Location: Subtropical Plant Pathology Research
Project Number: 6034-22000-042-017-R
Project Type: Reimbursable Cooperative Agreement
Start Date: Apr 1, 2017
End Date: Mar 31, 2020
To sustain the Florida citrus industry, the success of new plantings is key. Although resistant commercial varieties are not currently available, we have proved the selection concept for natural huanglongbing (HLB) resistance/tolerance, which has allowed us to obtain several variant citrus plants with much greater HLB resistance/tolerance. Exploitation of the natural resistance of these variants may provide the framework for the survival of the citrus industry in Florida since it would allow growers to overcome the loss of existing trees that have succumb to HLB with new, more resistant plantings that can survive/thrive in the presence of HLB. Therefore, the objectives of this proposal are: 1) conduct a field trial using the selected grapefruit seedlings to ensure the productivity of the trees in Florida where HLB is endemic; and 2) evaluate the quality of the fruit produced.
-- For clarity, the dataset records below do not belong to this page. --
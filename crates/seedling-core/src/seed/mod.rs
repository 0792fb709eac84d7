//! Runtime seed accumulator.
//!
//! `SeedBuilder` collects users and posts through chained `add` calls and
//! hands out immutable [`SeedSnapshot`]s on `commit`. Inserting an identifier
//! that is already present overwrites the earlier entry (last write wins).
//!
//! The builder stays usable after `commit`; every commit returns an
//! independent snapshot of the state at that moment.

pub mod category;

use std::collections::BTreeMap;

use seedling_types::category::CategoryKind;
use seedling_types::error::SeedError;
use seedling_types::record::{EntryFields, NewPost, NewUser, Post, User};
use seedling_types::seed::SeedSnapshot;
use seedling_types::seed_file::SeedFile;

pub use category::{Category, Posts, Users};

/// Mutable accumulator of seed entries, grouped by category.
#[derive(Debug, Clone, Default)]
pub struct SeedBuilder {
    pub(crate) users: BTreeMap<String, User>,
    pub(crate) posts: BTreeMap<String, Post>,
}

impl SeedBuilder {
    pub fn new() -> Self {
        Self::default()
    }

    /// Insert an entry into category `C`, keyed by `id`.
    ///
    /// The identifier becomes the record's `id` field. An existing entry under
    /// the same identifier is replaced.
    pub fn add<C: Category>(&mut self, id: impl Into<String>, fields: C::Fields) -> &mut Self {
        let id = id.into();
        let record = C::into_record(id.clone(), fields);
        let overwrote = C::entries_mut(self).insert(id.clone(), record).is_some();
        tracing::debug!(category = %C::KIND, id = %id, overwrote, "seed entry added");
        self
    }

    pub fn add_user(&mut self, id: impl Into<String>, fields: NewUser) -> &mut Self {
        self.add::<Users>(id, fields)
    }

    pub fn add_post(&mut self, id: impl Into<String>, fields: NewPost) -> &mut Self {
        self.add::<Posts>(id, fields)
    }

    /// Insert an entry whose category is chosen at runtime.
    ///
    /// Fails if `fields` belong to a different category than `category`;
    /// nothing is inserted in that case.
    pub fn add_entry(
        &mut self,
        category: CategoryKind,
        id: impl Into<String>,
        fields: EntryFields,
    ) -> Result<&mut Self, SeedError> {
        let id = id.into();
        match (category, fields) {
            (CategoryKind::Users, EntryFields::User(fields)) => Ok(self.add::<Users>(id, fields)),
            (CategoryKind::Posts, EntryFields::Post(fields)) => Ok(self.add::<Posts>(id, fields)),
            (expected, fields) => Err(SeedError::CategoryMismatch {
                id,
                expected,
                actual: fields.kind(),
            }),
        }
    }

    /// Replay every entry of a seed file, in file order.
    ///
    /// Stops at the first mismatched entry; entries before it stay applied.
    pub fn apply_file(&mut self, file: &SeedFile) -> Result<&mut Self, SeedError> {
        for entry in &file.entries {
            self.add_entry(entry.category, entry.id.clone(), entry.fields.clone())?;
        }
        Ok(self)
    }

    /// Snapshot the accumulated state.
    pub fn commit(&self) -> SeedSnapshot {
        let snapshot = SeedSnapshot::new(self.users.clone(), self.posts.clone());
        tracing::info!(
            users = self.users.len(),
            posts = self.posts.len(),
            "seed builder committed"
        );
        snapshot
    }

    /// Total number of entries across all categories.
    pub fn len(&self) -> usize {
        self.users.len() + self.posts.len()
    }

    pub fn is_empty(&self) -> bool {
        self.users.is_empty() && self.posts.is_empty()
    }
}

#[cfg(test)]
mod tests {
    use super::*;
    use seedling_types::record::{NewPost, NewUser};

    #[test]
    fn test_scenario_users_and_posts() {
        let mut builder = SeedBuilder::new();
        builder
            .add_user("matt", NewUser::new("Matt"))
            .add_post("post1", NewPost::new("Post 2", "matt"))
            .add_post("post2", NewPost::new("Post", "matt"));

        let snapshot = builder.commit();
        let json = serde_json::to_value(&snapshot).unwrap();
        assert_eq!(
            json,
            serde_json::json!({
                "users": {"matt": {"id": "matt", "name": "Matt"}},
                "posts": {
                    "post1": {"id": "post1", "title": "Post 2", "author_id": "matt"},
                    "post2": {"id": "post2", "title": "Post", "author_id": "matt"}
                }
            })
        );
    }

    #[test]
    fn test_empty_commit() {
        let snapshot = SeedBuilder::new().commit();
        assert!(snapshot.is_empty());
        assert_eq!(
            serde_json::to_value(&snapshot).unwrap(),
            serde_json::json!({"users": {}, "posts": {}})
        );
    }

    #[test]
    fn test_commit_is_idempotent() {
        let mut builder = SeedBuilder::new();
        builder
            .add_user("a", NewUser::new("Ann"))
            .add_post("b", NewPost::new("Hello", "a"));

        let first = builder.commit();
        let second = builder.commit();
        assert_eq!(first, second);
        assert_eq!(first.user("a").unwrap(), &User::from_fields("a", NewUser::new("Ann")));
        assert_eq!(
            first.post("b").unwrap(),
            &Post::from_fields("b", NewPost::new("Hello", "a"))
        );
    }

    #[test]
    fn test_last_write_wins() {
        let mut builder = SeedBuilder::new();
        builder
            .add_post("p", NewPost::new("First", "x"))
            .add_post("p", NewPost::new("Second", "y"));

        let snapshot = builder.commit();
        assert_eq!(snapshot.posts().len(), 1);
        let post = snapshot.post("p").unwrap();
        assert_eq!(post.title, "Second");
        assert_eq!(post.author_id, "y");
    }

    #[test]
    fn test_categories_are_independent() {
        let mut builder = SeedBuilder::new();
        builder.add_user("shared", NewUser::new("User"));
        builder.add_post("shared", NewPost::new("Post", "shared"));

        let snapshot = builder.commit();
        assert_eq!(snapshot.user("shared").unwrap().name, "User");
        assert_eq!(snapshot.post("shared").unwrap().title, "Post");
        assert_eq!(snapshot.counts().users, 1);
        assert_eq!(snapshot.counts().posts, 1);
    }

    #[test]
    fn test_order_of_distinct_entries_is_irrelevant() {
        let mut forward = SeedBuilder::new();
        forward
            .add_user("a", NewUser::new("A"))
            .add_user("b", NewUser::new("B"))
            .add_post("p", NewPost::new("P", "a"));

        let mut reverse = SeedBuilder::new();
        reverse
            .add_post("p", NewPost::new("P", "a"))
            .add_user("b", NewUser::new("B"))
            .add_user("a", NewUser::new("A"));

        assert_eq!(forward.commit(), reverse.commit());
    }

    #[test]
    fn test_order_of_repeated_entries_decides_winner() {
        let mut one = SeedBuilder::new();
        one.add_user("a", NewUser::new("First"))
            .add_user("a", NewUser::new("Second"));

        let mut two = SeedBuilder::new();
        two.add_user("a", NewUser::new("Second"))
            .add_user("a", NewUser::new("First"));

        assert_eq!(one.commit().user("a").unwrap().name, "Second");
        assert_eq!(two.commit().user("a").unwrap().name, "First");
    }

    #[test]
    fn test_builder_usable_after_commit() {
        let mut builder = SeedBuilder::new();
        builder.add_user("a", NewUser::new("A"));
        let before = builder.commit();

        builder.add_user("b", NewUser::new("B"));
        let after = builder.commit();

        assert_eq!(before.counts().users, 1);
        assert_eq!(after.counts().users, 2);
        assert_eq!(builder.len(), 2);
    }

    #[test]
    fn test_add_entry_rejects_mismatched_fields() {
        let mut builder = SeedBuilder::new();
        let err = builder
            .add_entry(
                CategoryKind::Users,
                "post1",
                EntryFields::Post(NewPost::new("T", "matt")),
            )
            .unwrap_err();

        assert!(matches!(
            err,
            SeedError::CategoryMismatch {
                expected: CategoryKind::Users,
                actual: CategoryKind::Posts,
                ..
            }
        ));
        assert!(builder.is_empty());
    }

    #[test]
    fn test_add_entry_dispatches_by_category() {
        let mut builder = SeedBuilder::new();
        builder
            .add_entry(CategoryKind::Users, "matt", NewUser::new("Matt").into())
            .unwrap()
            .add_entry(CategoryKind::Posts, "p", NewPost::new("T", "matt").into())
            .unwrap();

        let snapshot = builder.commit();
        assert!(snapshot.contains(CategoryKind::Users, "matt"));
        assert!(snapshot.contains(CategoryKind::Posts, "p"));
    }

    #[test]
    fn test_apply_file_replays_in_order() {
        let file = SeedFile::parse(
            r#"
[[entries]]
category = "users"
id = "matt"
name = "Matt"

[[entries]]
category = "users"
id = "matt"
name = "Matthew"
"#,
            seedling_types::seed_file::SeedFormat::Toml,
        )
        .unwrap();

        let mut builder = SeedBuilder::new();
        builder.apply_file(&file).unwrap();
        assert_eq!(builder.commit().user("matt").unwrap().name, "Matthew");
    }

    #[test]
    fn test_dangling_author_is_accepted_unchecked() {
        let mut builder = SeedBuilder::new();
        builder.add_post("p", NewPost::new("Orphan", "nobody"));

        let snapshot = builder.commit();
        assert!(snapshot.post("p").is_some());
        assert!(snapshot.validate_references().is_err());
    }
}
Achievement of these goals will produce a more resistant/tolerant variety that could be available in the near future since its use would not require the regulatory approval that transgenic trees and/or chemical compounds are subject to.
1) Field trial of selected trees for huanglongbing (HLB) resistance: The field trial will be set up using a randomized complete block design with a factorial combination of the top two lines deemed resistant/tolerant in the greenhouse screened on two different rootstocks (Commercial Sour Orange and Karun Jamir Sour Orange, which has shown greater resistance/tolerance in our greenhouse test for the past several years) at both Picos Farm and Scott’s Grove in Fort Pierce, FL. Picos Farm will represent groves under high psyllid pressure using horticulture practices that maintain tree health but are not optimized for fruit growth, whereas, Scott’s Grove will represent groves with lower disease pressure, more frequent insecticide sprays, and horticulture practices that are optimized for maximum fruit yield. Ten replicates of six trees will be planted and the Best Management Practices for each individual location will be used to care for the trees. 2) Evaluation of fruit quality of selected trees: Fruit quality will be evaluated for the selected Volunteer Grapefruit (VG) seedlings, as well as control using the following sensory evaluation and chemical analysis. For sensory evaluation, a trained panel will perform a descriptive analysis where basic taste (sweetness, sourness and bitterness) as well as flavor are rated on a 0-15 point scale after panelists were trained using reference standards. If fruit from the control are available, difference-from-reference tests might be preferred, where panelists compare the test samples against the labelled control. These tests will be repeated for each rootstock and location. Further, if any selection appears promising, acceptance tests will be performed using staff from the USHRL. Fifty-five untrained panelists will participate and indicate how much they like or dislike any particular sample using a 9-point hedonic scale. Taste panels will take place in isolated booths under red lighting, with each booth containing a computer and Compusense® Five software for data recording and analysis.